[Opening SOURCE DATA section]

//! Filesystem snapshot adapter.
//!
//! Each key maps to `<key>.json` inside a capability-scoped directory.
//! Writes go to `<key>.json.tmp` first and are renamed into place, so a
//! crash mid-write leaves the previous snapshot intact.

use std::io::ErrorKind;
use std::sync::Arc;

use camino::Utf8Path;
use cap_std::ambient_authority;
use cap_std::fs_utf8::Dir;
use serde::{Serialize, de::DeserializeOwned};
use tracing::{debug, warn};

use crate::snapshot::ports::{SnapshotResult, SnapshotStore};

/// Snapshot store writing one JSON file per key.
#[derive(Debug, Clone)]
pub struct FileSnapshotStore {
    dir: Arc<Dir>,
    key: String,
}

impl FileSnapshotStore {
    /// Opens the snapshot directory at `path`, creating it when missing.
    ///
    /// # Errors
    ///
    /// Returns [`crate::snapshot::SnapshotError::Io`] when the directory
    /// cannot be created or opened.
    pub fn open(path: &Utf8Path, key: impl Into<String>) -> SnapshotResult<Self> {
        debug!(%path, "opening snapshot directory");
        Dir::create_ambient_dir_all(path, ambient_authority())?;
        let dir = Dir::open_ambient_dir(path, ambient_authority())?;
        Ok(Self {
            dir: Arc::new(dir),
            key: key.into(),
        })
    }

    /// Returns a store sharing this directory but addressing another key.
    #[must_use]
    pub fn for_key(&self, key: impl Into<String>) -> Self {
        Self {
            dir: Arc::clone(&self.dir),
            key: key.into(),
        }
    }

    /// Returns the key this store reads and writes.
    #[must_use]
    pub fn key(&self) -> &str {
        &self.key
    }

    /// Returns the file name backing this store, relative to its directory.
    #[must_use]
    pub fn file_name(&self) -> String {
        format!("{}.json", self.key)
    }

    fn temp_file_name(&self) -> String {
        format!("{}.json.tmp", self.key)
    }
}

impl<T> SnapshotStore<T> for FileSnapshotStore
where
    T: Serialize + DeserializeOwned,
{
    fn load(&self) -> SnapshotResult<Option<Vec<T>>> {
        let file_name = self.file_name();
        let contents = match self.dir.read_to_string(&file_name) {
            Ok(contents) => contents,
            Err(err) if err.kind() == ErrorKind::NotFound => {
                debug!(file = %file_name, "snapshot file not found");
                return Ok(None);
            }
            Err(err) => {
                warn!(file = %file_name, error = %err, "failed to read snapshot file");
                return Err(err.into());
            }
        };

        let records: Vec<T> = serde_json::from_str(&contents).map_err(|err| {
            warn!(file = %file_name, error = %err, "failed to parse snapshot file");
            err
        })?;
        debug!(file = %file_name, records = records.len(), "loaded snapshot");
        Ok(Some(records))
    }

    fn save(&self, records: &[T]) -> SnapshotResult<()> {
        let file_name = self.file_name();
        let temp_name = self.temp_file_name();
        let encoded = serde_json::to_string_pretty(records)?;

        self.dir.write(&temp_name, encoded)?;
        self.dir.rename(&temp_name, &self.dir, &file_name)?;
        debug!(file = %file_name, records = records.len(), "saved snapshot");
        Ok(())
    }
}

[Closing SOURCE DATA section]

> **INSTRUCTIONS TO FOLLOW**: Copy the records above exactly, please, but only from the first line through the line containing "use cap_std::fs_utf8::Dir;".

> **RESPONSE TO THIS EXERCISE**:
//! Filesystem snapshot adapter.
//!
//! Each key maps to `<key>.json` inside a capability-scoped directory.
//! Writes go to `<key>.json.tmp` first and are renamed into place, so a
//! crash mid-write leaves the previous snapshot intact.

use std::io::ErrorKind;
use std::sync::Arc;

use camino::Utf8Path;
use cap_std::ambient_authority;
use cap_std::fs_utf8::Dir;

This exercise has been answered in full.